ATP-sensitive potassium (K-ATP) channels have the unique ability to adjust membrane excitability and functions in accordance with the metabolic status of the cell. Skeletal muscles are primary sites of activity-related energy consumption and have K-ATP channels expressed in very high density. Previously, we demonstrated that transgenic mice with skeletal muscle-specific disruption of K-ATP channel function consume more energy than wild-type littermates. However, how K-ATP channel activation modulates skeletal muscle resting and action potentials under physiological conditions, particularly low-intensity workloads, and how this can be translated to muscle energy expenditure are yet to be determined.
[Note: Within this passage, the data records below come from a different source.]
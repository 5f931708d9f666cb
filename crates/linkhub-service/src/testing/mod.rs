//! Test support: in-memory repositories and a ready-made service context
//!
//! Available to this crate's unit tests and, through the `testing`
//! feature, to the API crate's router tests.

mod memory;

use std::sync::Arc;

use linkhub_cache::{MemoryCache, ResponseCache};
use linkhub_common::{AuthProvidersConfig, JwtService, PasswordConfig, PasswordService};
use linkhub_core::traits::UserRepository;
use linkhub_core::{Role, User, UserId};

pub use memory::{
    InMemoryLinkRepository, InMemoryStatsRepository, InMemoryStore, InMemoryUserRepository,
    InMemoryViewRepository,
};

use crate::services::ServiceContext;

/// Password every seeded user signs in with
pub const TEST_PASSWORD: &str = "password123";

/// Secret the test `JwtService` signs with
pub const TEST_SESSION_SECRET: &str = "test-session-secret";

/// A `ServiceContext` over in-memory repositories and an in-memory cache,
/// with handles to every backend for assertions
pub struct TestContext {
    pub ctx: Arc<ServiceContext>,
    pub store: Arc<InMemoryStore>,
    pub users: Arc<InMemoryUserRepository>,
    pub links: Arc<InMemoryLinkRepository>,
    pub views: Arc<InMemoryViewRepository>,
    pub stats: Arc<InMemoryStatsRepository>,
    pub cache_backend: Arc<MemoryCache>,
}

impl TestContext {
    /// Context with the cache enabled and credentials sign-in only
    ///
    /// # Panics
    /// Panics if the fixed test hashing parameters are rejected
    #[must_use]
    pub fn new() -> Self {
        Self::with_providers(AuthProvidersConfig::default())
    }

    /// Context with the given sign-in providers
    ///
    /// # Panics
    /// Panics if the fixed test hashing parameters are rejected
    #[must_use]
    pub fn with_providers(providers: AuthProvidersConfig) -> Self {
        let store = InMemoryStore::new();
        let users = Arc::new(InMemoryUserRepository::new(Arc::clone(&store)));
        let links = Arc::new(InMemoryLinkRepository::new(Arc::clone(&store)));
        let views = Arc::new(InMemoryViewRepository::new(Arc::clone(&store)));
        let stats = Arc::new(InMemoryStatsRepository::new(Arc::clone(&store)));
        let cache_backend = Arc::new(MemoryCache::new());

        // Cheap parameters keep the test suite fast
        let password_service = PasswordService::new(PasswordConfig {
            memory_kib: 1024,
            iterations: 1,
        })
        .expect("test password parameters are valid");

        let ctx = ServiceContext::builder()
            .user_repo(users.clone())
            .link_repo(links.clone())
            .view_repo(views.clone())
            .stats_repo(stats.clone())
            .cache(ResponseCache::new(cache_backend.clone()))
            .jwt_service(Arc::new(JwtService::new(TEST_SESSION_SECRET, 3600)))
            .password_service(password_service)
            .auth_providers(providers)
            .build()
            .map(Arc::new)
            .expect("all dependencies are set");

        Self {
            ctx,
            store,
            users,
            links,
            views,
            stats,
            cache_backend,
        }
    }

    /// Insert an active user with role `user` and [`TEST_PASSWORD`]
    ///
    /// # Panics
    /// Panics if the username or derived email is already taken
    pub async fn seed_user(&self, username: &str) -> User {
        self.seed(username, Role::User).await
    }

    /// Insert an active admin with [`TEST_PASSWORD`]
    ///
    /// # Panics
    /// Panics if the username or derived email is already taken
    pub async fn seed_admin(&self, username: &str) -> User {
        self.seed(username, Role::Admin).await
    }

    async fn seed(&self, username: &str, role: Role) -> User {
        let mut user = User::new(
            UserId::new(),
            format!("{username}@example.com"),
            username.to_string(),
            username.to_string(),
        );
        user.role = role;

        let hash = self
            .ctx
            .password_service()
            .hash(TEST_PASSWORD)
            .expect("hashing succeeds");
        self.users
            .create(&user, &hash)
            .await
            .expect("seeded user is unique");
        user
    }

    /// Issue a session token for a seeded user
    ///
    /// # Panics
    /// Panics if token encoding fails
    #[must_use]
    pub fn token_for(&self, user: &User) -> String {
        self.ctx
            .jwt_service()
            .issue_session(user)
            .expect("token encodes")
            .token
    }

    /// Calls made to any repository so far, seeding included
    #[must_use]
    pub fn persistence_calls(&self) -> usize {
        self.users.calls() + self.links.calls() + self.views.calls() + self.stats.calls()
    }
}

impl Default for TestContext {
    fn default() -> Self {
        Self::new()
    }
}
Here, we developed a technique that allows evaluation of skeletal muscle excitability in situ, with minimal disruption of the physiological environment. Isometric twitching of the tibialis anterior muscle at 1 Hz was used as a model of low-intensity physical activity in mice with normal and genetically disrupted K-ATP channel function. This workload was sufficient to induce K-ATP channel opening, resulting in membrane hyperpolarization as well as reduction in action potential overshoot and duration. Loss of K-ATP channel function resulted in increased calcium release and aggravated activity-induced heat production. Thus, this study identifies low-intensity workload as a trigger for opening skeletal muscle K-ATP channels and establishes that this coupling is important for regulation of myocyte function and thermogenesis. These mechanisms may provide a foundation for novel strategies to combat metabolic derangements when energy conservation or dissipation is required.